As for my sexual history, there’s honestly not that much to tell you. I wish there was! I was a late-starter, you see. I was shy and kept to myself as a teen and didn’t even experiment with masturbation until I was like sixteen, because I heard my friends were all doing it. In total I have only slept with three guys …
1) Brad: I lost my virginity at eighteen to Brad, a boy who lived in my neighborhood and whose parents were friends with my mom and pop. We had semi-regular sex (two or three times a week) for just under a year, until I finally finished with him before going to college. Brad only ever really liked to do it one way: missionary, and I never once achieved an orgasm with him. He had a small but thick cock and he was really uncomfortable about me touching or sucking on it for some reason. I only ever sucked him once, while we were both a little high, and I felt frustrated that I couldn’t make him come that way.

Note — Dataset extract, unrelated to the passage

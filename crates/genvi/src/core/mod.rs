pub mod address;
pub mod choice_map;
pub mod gfi;
pub mod value;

2) Darryl: I met Darryl at art school in my first few weeks of starting there. I think I was initially attracted to him because of his skinny body and tattoos. He was tall and thin and wore chunky black framed glasses and tight-fitting jeans. Darryl was
much
more into oral than sex, and would often want me to suck him. I found I enjoyed this a lot, and even began to look forward to any moments when he told me what to do - to get down on my knees and suck him, or to lie back and let him jack off over my face or in my open mouth. Darryl’s cock was long and thin, with a bulbous purple head. Whenever we
did
have actual penetrative sex, it was never that special or memorable. Either I would ride on top of him, or Darryl would fuck me from behind, doggy, but he would never last particularly long, and certainly never long enough for me to come too. Sometimes, when I was sucking on him, I would touch my pussy too, and found I could come that way, by playing with my clit. (These days, when I fantasize to get off on my own, it often involves blowjob fantasies.)

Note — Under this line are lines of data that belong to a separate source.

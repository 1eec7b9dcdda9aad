use std::fmt::{self, Display};

use num_traits::ToPrimitive;

use crate::core::choice_map::ChoiceMap;
use crate::scalar::Scalar;
use crate::error::GFIError;

/// Runtime values flowing through programs: arguments, choices and return
/// values. Reals are [`Scalar`]s so that parameter gradients follow them.
#[derive(Debug, Clone, PartialEq)]
pub enum Value {
    Real(Scalar),
    Int(i64),
    Bool(bool),
    Tuple(Vec<Value>),
    Map(ChoiceMap),
}

impl Value {
    pub fn unit() -> Self {
        Value::Tuple(vec![])
    }

    pub fn kind(&self) -> &'static str {
        match self {
            Value::Real(_) => "real",
            Value::Int(_) => "int",
            Value::Bool(_) => "bool",
            Value::Tuple(_) => "tuple",
            Value::Map(_) => "choice map",
        }
    }

    fn mismatch(&self, expected: &'static str) -> GFIError {
        GFIError::TypeMismatch {
            expected,
            got: self.kind().to_string(),
        }
    }

    /// Numeric view, promoting integers to constants.
    pub fn to_real(&self) -> Result<Scalar, GFIError> {
        match self {
            Value::Real(x) => Ok(x.clone()),
            Value::Int(i) => Ok(Scalar::constant(*i as f64)),
            other => Err(other.mismatch("real")),
        }
    }

    pub fn as_bool(&self) -> Result<bool, GFIError> {
        match self {
            Value::Bool(b) => Ok(*b),
            other => Err(other.mismatch("bool")),
        }
    }

    pub fn as_map(&self) -> Result<&ChoiceMap, GFIError> {
        match self {
            Value::Map(m) => Ok(m),
            other => Err(other.mismatch("choice map")),
        }
    }

    pub fn as_tuple(&self) -> Result<&[Value], GFIError> {
        match self {
            Value::Tuple(items) => Ok(items),
            other => Err(other.mismatch("tuple")),
        }
    }
}

impl Display for Value {
    fn fmt(&self, f: &mut fmt::Formatter<'_>) -> fmt::Result {
        match self {
            Value::Real(x) => write!(f, "{}", x),
            Value::Int(i) => write!(f, "{}", i),
            Value::Bool(b) => write!(f, "{}", b),
            Value::Tuple(items) => write!(
                f,
                "({})",
                items
                    .iter()
                    .map(|v| v.to_string())
                    .collect::<Vec<_>>()
                    .join(", ")
            ),
            Value::Map(m) => write!(f, "{}", m),
        }
    }
}

impl From<f64> for Value {
    fn from(x: f64) -> Self {
        Value::Real(Scalar::constant(x))
    }
}

impl From<Scalar> for Value {
    fn from(x: Scalar) -> Self {
        Value::Real(x)
    }
}

impl From<i64> for Value {
    fn from(i: i64) -> Self {
        Value::Int(i)
    }
}

impl From<bool> for Value {
    fn from(b: bool) -> Self {
        Value::Bool(b)
    }
}

impl From<ChoiceMap> for Value {
    fn from(m: ChoiceMap) -> Self {
        Value::Map(m)
    }
}

impl From<Vec<Value>> for Value {
    fn from(items: Vec<Value>) -> Self {
        Value::Tuple(items)
    }
}

impl ToPrimitive for Value {
    fn to_f64(&self) -> Option<f64> {
        match self {
            Value::Real(x) => Some(x.value()),
            Value::Int(i) => Some(*i as f64),
            Value::Bool(b) => Some(if *b { 1.0 } else { 0.0 }),
            _ => None,
        }
    }

    fn to_i64(&self) -> Option<i64> {
        match self {
            Value::Int(i) => Some(*i),
            Value::Bool(b) => Some(*b as i64),
            other => other.to_f64()?.to_i64(),
        }
    }

    fn to_u64(&self) -> Option<u64> {
        self.to_i64()?.to_u64()
    }
}

#[cfg(test)]
mod tests {
    use super::*;

    #[test]
    fn test_conversions() {
        assert_eq!(Value::from(2.5).to_f64(), Some(2.5));
        assert_eq!(Value::from(3i64).to_real().unwrap().value(), 3.0);
        assert_eq!(Value::from(true).to_i64(), Some(1));
        assert!(Value::unit().to_f64().is_none());

        let err = Value::from(true).to_real().unwrap_err();
        assert_eq!(
            err,
            GFIError::TypeMismatch {
                expected: "real",
                got: "bool".to_string()
            }
        );
    }
}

3) Steve: Steve is just a guy at my work a few years older than me. I don’t like him very much. He’s just like this jock/frat type guy — not the kind of guy I’d ever normally go for — and we only fooled around once, at an office party. He initiated it, and I was drunk, and I think there was something about the idea of just letting him do whatever he wanted to me that, in my drunken haze, I got a little turned on by. We had quick, uncomfortable sex in the alley behind the office. He roughly pulled up my skirt and fucked me from behind, and he came after just a few thrusts. I regretted it immediately afterwards, but do sometimes find myself replaying the sex itself in my head, when I’m horny and feeling in a certain kind mood. It was almost like rape, I guess. I don’t know. We’ve not really spoken since the party and I’ve avoided him as much as possible at work afterwards.
That’s it. That’s my whole sexual experience so far. As you can probably tell, there’s
so
much still left for me to learn and to find out about myself. I don’t even know what I like. All I know is that, from those few experiences, what I have enjoyed most is the times when I have given myself up to someone else, and when I have been told exactly what to do, and when I read your advert the other night it felt like something stirred inside me and I just knew I needed to email you and find out more.
Whenever I masturbate, I imagine an older man, telling me to get down on my knees and keep my hands behind my back and suck him until he comes in my mouth.